Since 2013, UVA has been offering high-dose-rate brachytherapy with ultrasound-image guidance. “This has become the gold standard as the most precise form of high-dose radiation therapy available,” says UVA Cancer Center radiation oncologist Timothy Showalter, MD, who co-authored a major overhaul to the American College of Radiation guidelines for prostate brachytherapy and high-risk prostate cancer.

With a well-established brachytherapy program, UVA has seen an increased volume of patients in recent years. Showalter and colleagues offer an updated, more conformal version of the combination therapy. This 3-pronged approach includes:

  • HDR brachytherapy
  • Intensity-modulated radiation therapy
  • Use of a prostate-rectal spacer, which dramatically reduces the risk of radiation injury to the rectum

In addition to employing every technique that’s proven to improve outcomes, the UVA Health radiation oncology team offers national clinical trials. Participation in these trials requires UVA Health to be credentialed to perform at a higher bar. “It’s a real mark of our quality,” Showalter says.

Showalter has two clinical trials open for MRI-based brachytherapy: for patients who have a cancer recurrence after radiation therapy, and for high-risk patients who need brachytherapy for upfront treatment.

Proud to be part of the broader prostate cancer program, Showalter says, “We’re like the (Navy) SEAL team for prostate cancer care. We’re a small group with a lot of expertise. For every discipline, we have people who stay current on the latest treatment techniques and research. And even though our patients receive care from people who are known at the national level, we all work closely together and adjust our schedules to accommodate patients. We treat our patients like a family member,” Showalter adds.

Major Investment in the Future of Prostate Cancer Care

Always pushing the envelope, UVA is installing an MRI-based linear accelerator. “This is the latest and greatest type of technology, and UVA is making that investment,” Showalter says. With this technology, he explains, “Each day, we can visualize the patient’s tumor and make real-time adjustments to fine-tune the treatment plan.”

The UVA Health urology team is also tapping the forces of nuclear medicine by using the most advanced prostate-specific membrane antigen (PSMA) PET-CT scan to deliver treatment. “With our nuclear medicine colleagues, we can deliver radiation molecules through the bloodstream and only to prostate cancer.
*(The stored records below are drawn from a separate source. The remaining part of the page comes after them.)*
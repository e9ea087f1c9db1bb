//! Front end: preprocessor, lexer and parser.
use scl::{
    error::{LexError, ParseError, PreprocessError, SclError},
    lexer::Lexer,
    parse_unit,
    preproc::{PreprocessedSource, Preprocessor},
    tokens::{KeywordKind, TokenKind},
};

fn fixture(name: &str) -> String {
    format!("{}/tests/programs/{}", env!("CARGO_MANIFEST_DIR"), name)
}

fn lex_kinds(source: &str) -> Vec<TokenKind> {
    let unit = PreprocessedSource::from_source(source, "test.scl");
    Lexer::new(&unit)
        .tokenize()
        .expect("lexing failed")
        .into_iter()
        .map(|token| token.kind)
        .collect()
}

fn parse_err(source: &str) -> ParseError {
    let unit = PreprocessedSource::from_source(source, "test.scl");
    match parse_unit(&unit) {
        Err(SclError::Parse(err)) => err,
        Ok(_) => panic!("expected a parse error"),
        Err(other) => panic!("expected a parse error, got {}", other),
    }
}

fn lex_err(source: &str) -> LexError {
    let unit = PreprocessedSource::from_source(source, "test.scl");
    match parse_unit(&unit) {
        Err(SclError::Lex(err)) => err,
        Ok(_) => panic!("expected a lex error"),
        Err(other) => panic!("expected a lex error, got {}", other),
    }
}

// --- Lexer ---------------------------------------------------------------

#[test]
fn test_lex_maximal_munch() {
    use TokenKind as T;
    assert_eq!(
        lex_kinds("x <<= 1;"),
        vec![T::Ident, T::Shl, T::Eq, T::Number, T::Semicolon, T::EOS]
    );
    assert_eq!(
        lex_kinds("a <= b < c >> d"),
        vec![T::Ident, T::LtEq, T::Ident, T::Lt, T::Ident, T::Shr, T::Ident, T::EOS]
    );
    assert_eq!(
        lex_kinds("i++; --j;"),
        vec![
            T::Ident,
            T::PlusPlus,
            T::Semicolon,
            T::MinusMinus,
            T::Ident,
            T::Semicolon,
            T::EOS
        ]
    );
}

#[test]
fn test_lex_keywords_and_idents() {
    use KeywordKind as K;
    use TokenKind as T;
    assert_eq!(
        lex_kinds("uint32 uint33 do dodo"),
        vec![
            T::Keyword(K::Uint32),
            T::Ident,
            T::Keyword(K::Do),
            T::Ident,
            T::EOS
        ]
    );
}

#[test]
fn test_lex_comments() {
    use TokenKind as T;
    assert_eq!(
        lex_kinds("1 // trailing 'text'\n/* block\n comment */ 2"),
        vec![T::Number, T::Number, T::EOS]
    );
}

#[test]
fn test_lex_hex_literals() {
    use TokenKind as T;
    assert_eq!(lex_kinds("0xFF 0X10 255"), vec![T::Number, T::Number, T::Number, T::EOS]);
}

#[test]
fn test_lex_number_out_of_range() {
    let err = lex_err("function main() { return 4294967296; }");
    assert!(matches!(err, LexError::MalformedNumber { .. }));

    let err = lex_err("function main() { return 0x1FFFFFFFF; }");
    assert!(matches!(err, LexError::MalformedNumber { .. }));
}

#[test]
fn test_lex_unterminated_comment() {
    let err = lex_err("function main() { /* no end");
    assert!(matches!(err, LexError::UnterminatedComment { .. }));
}

#[test]
fn test_lex_stray_character() {
    let err = lex_err("function main() { return 1 @ 2; }");
    assert!(matches!(err, LexError::UnknownCharacter { ch: '@', .. }));
}

#[test]
fn test_lex_positions_track_lines() {
    let unit = PreprocessedSource::from_source("uint32 a;\n  return;", "pos.scl");
    let tokens = Lexer::new(&unit).tokenize().expect("lexing failed");
    // `return` is the fourth token: uint32, a, `;`, return.
    let ret = &tokens[3];
    assert_eq!(ret.pos.file.as_str(), "pos.scl");
    assert_eq!(ret.pos.line, 2);
    assert_eq!(ret.pos.column, 3);
}

// --- Parser --------------------------------------------------------------

#[test]
fn test_parse_factorial() {
    let unit = PreprocessedSource::from_source(
        "function factorial(n) { if (n <= 1) return 1; return n * factorial(n - 1); }\n\
         function main() { return factorial(5); }",
        "fact.scl",
    );
    let program = parse_unit(&unit).expect("parse failed");
    assert_eq!(program.functions().count(), 2);
}

#[test]
fn test_parse_statement_forms() {
    let unit = PreprocessedSource::from_source(
        r#"
uint32 limit = 8;

function main() {
    uint32 arr[4] = {1, 2, 3, 4};
    uint32* p = &arr[0];
    volatile uint32 status = 0;
    register uint32 r5 = 1;
    do { status += *p; p++; } while (status < limit);
    for (uint32 i = 0; i < 4; i++) {
        if (i == 2) { continue; }
        status -= 1;
    }
    asm { mov r0, 1 };
    return status;
}
"#,
        "forms.scl",
    );
    parse_unit(&unit).expect("parse failed");
}

#[test]
fn test_parse_asm_payload() {
    use scl::ast::{Item, Stmt};
    let unit = PreprocessedSource::from_source(
        "function main() { asm { outu r4\nhlt }; return 0; }",
        "asm.scl",
    );
    let program = parse_unit(&unit).expect("parse failed");
    let main = match &program.items[0] {
        Item::Func(func) => func,
        Item::Global(_) => panic!("expected a function"),
    };
    match &main.body.stmts[0] {
        Stmt::Asm { body, .. } => {
            assert!(body.contains("outu r4"));
            assert!(body.contains("hlt"));
        }
        other => panic!("expected an asm block, got {:?}", other),
    }
}

#[test]
fn test_parse_rejects_top_level_statement() {
    let err = parse_err("return 5;");
    assert!(matches!(err, ParseError::Unexpected { .. }));
}

#[test]
fn test_parse_rejects_break_outside_loop() {
    let err = parse_err("function main() { break; return 0; }");
    assert!(matches!(err, ParseError::BreakOutsideLoop { .. }));

    let err = parse_err("function main() { continue; return 0; }");
    assert!(matches!(err, ParseError::ContinueOutsideLoop { .. }));
}

#[test]
fn test_parse_rejects_duplicate_function() {
    let err = parse_err(
        "function f() { return 1; } function f() { return 2; } function main() { return 0; }",
    );
    assert!(matches!(err, ParseError::DuplicateFunction { .. }));
}

#[test]
fn test_parse_requires_main() {
    let err = parse_err("function helper() { return 1; }");
    assert!(matches!(err, ParseError::MissingMain));
}

#[test]
fn test_parse_register_names() {
    let err = parse_err("function main() { register uint32 r31 = 0; return 0; }");
    assert!(matches!(err, ParseError::InvalidRegister { .. }));

    let err = parse_err("function main() { register uint32 speed = 0; return 0; }");
    assert!(matches!(err, ParseError::InvalidRegister { .. }));
}

#[test]
fn test_parse_rejects_interrupt_params() {
    let err = parse_err(
        "interrupt function isr(x) { return 0; } function main() { return 0; }",
    );
    assert!(matches!(err, ParseError::Generic { .. }));
}

#[test]
fn test_parse_rejects_bad_lvalue_in_addr_of() {
    let err = parse_err("function main() { uint32 x = 0; x = &(1 + 2); return x; }");
    assert!(matches!(err, ParseError::MalformedLValue { .. }));
}

#[test]
fn test_parse_requires_literal_array_length() {
    let err = parse_err("function main() { uint32 n = 2; uint32 a[n]; return 0; }");
    assert!(matches!(err, ParseError::Unexpected { .. }));
}

#[test]
fn test_parse_rejects_register_array() {
    let err = parse_err("function main() { register uint32 r4[2]; return 0; }");
    assert!(matches!(err, ParseError::InvalidQualifier { .. }));
}

// --- Preprocessor --------------------------------------------------------

#[test]
fn test_preproc_define_expansion() {
    let unit = Preprocessor::new()
        .preprocess_str("#define N 5\nfunction main() { return N; }", "macro.scl")
        .expect("preprocess failed");
    assert!(unit.text().contains("return 5;"));
    // NOT a substring of longer identifiers.
    let unit = Preprocessor::new()
        .preprocess_str("#define N 5\nuint32 NN = N;", "macro.scl")
        .expect("preprocess failed");
    assert!(unit.text().contains("NN = 5"));
}

#[test]
fn test_preproc_undef() {
    let unit = Preprocessor::new()
        .preprocess_str("#define N 5\n#undef N\nreturn N;", "undef.scl")
        .expect("preprocess failed");
    assert!(unit.text().contains("return N;"));
    // Undefining an unknown name is allowed.
    Preprocessor::new()
        .preprocess_str("#undef NEVER_DEFINED\n", "undef.scl")
        .expect("preprocess failed");
}

#[test]
fn test_preproc_directives_only_at_column_zero() {
    let unit = Preprocessor::new()
        .preprocess_str("  #define A 1", "indent.scl")
        .expect("preprocess failed");
    assert!(unit.text().contains("#define"));
}

#[test]
fn test_preproc_macro_recursion_fails() {
    let err = Preprocessor::new()
        .preprocess_str(
            "#define X Y\n#define Y X\nfunction main() { return X; }",
            "loop.scl",
        )
        .expect_err("expected macro recursion to fail");
    assert!(matches!(err, PreprocessError::MacroRecursion { .. }));
}

#[test]
fn test_preproc_malformed_directives() {
    let err = Preprocessor::new()
        .preprocess_str("#include banana", "bad.scl")
        .expect_err("expected a malformed include to fail");
    assert!(matches!(err, PreprocessError::MalformedDirective { .. }));

    let err = Preprocessor::new()
        .preprocess_str("#define", "bad.scl")
        .expect_err("expected a nameless define to fail");
    assert!(matches!(err, PreprocessError::MalformedDirective { .. }));

    let err = Preprocessor::new()
        .preprocess_str("#pragma once", "bad.scl")
        .expect_err("expected an unknown directive to fail");
    assert!(matches!(err, PreprocessError::MalformedDirective { .. }));
}

#[test]
fn test_preproc_missing_include() {
    let err = Preprocessor::new()
        .preprocess_str("#include \"does_not_exist_anywhere.inc\"", "missing.scl")
        .expect_err("expected a missing include to fail");
    assert!(matches!(err, PreprocessError::MissingInclude { .. }));
}

#[test]
fn test_preproc_include_resolves_relative() {
    let program = scl::build_ast(fixture("include_main.scl")).expect("front end failed");
    assert_eq!(program.functions().count(), 2);
    let mut interp = scl::interp::Interpreter::new(&program);
    assert_eq!(interp.run().expect("program failed"), 42);
}

#[test]
fn test_preproc_include_cycle() {
    let err = scl::build_ast(fixture("cycle_a.scl")).expect_err("expected an include cycle");
    match err {
        SclError::Preprocess(PreprocessError::CircularInclude { cycle, .. }) => {
            assert!(cycle.contains("cycle_a"));
            assert!(cycle.contains("cycle_b"));
        }
        other => panic!("expected a circular include error, got {}", other),
    }
    assert!(format!(
        "{}",
        scl::build_ast(fixture("cycle_a.scl")).expect_err("expected an include cycle")
    )
    .contains("circular include"));
}

#[test]
fn test_preproc_no_directives_is_identity() {
    let path = fixture("plain.scl");
    let contents = std::fs::read_to_string(&path).expect("fixture readable");
    let unit = Preprocessor::new().preprocess(&path).expect("preprocess failed");
    assert_eq!(unit.text(), contents.trim_end_matches('\n'));
}

#[test]
fn test_preproc_positions_survive_includes() {
    // A token from the included file must report the include's name.
    let path = fixture("include_main.scl");
    let unit = Preprocessor::new().preprocess(&path).expect("preprocess failed");
    let tokens = Lexer::new(&unit).tokenize().expect("lexing failed");
    let helper = tokens
        .iter()
        .find(|token| {
            token.kind == TokenKind::Ident && unit.text()[token.span.start..token.span.end] == *"helper"
        })
        .expect("helper token present");
    assert!(helper.pos.file.contains("defs.inc"));
}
This is done by linking the radiation molecule to the PSMA molecule that is specific to prostate cancer,” Greene says.

Lale Kostakoglu Shields, MD, MPH, director of the UVA Division of Nuclear Medicine and Molecular Imaging, predicts that “prostate-targeted imaging and therapy will transition into clinical practice very soon, identifying those patients who have biochemical recurrence of disease, but present with undetectable tumors,” Shields adds. “All of these developments are very exciting and innovative in the quest of making metastatic prostate cancer a chronic disease rather than a fatal one.”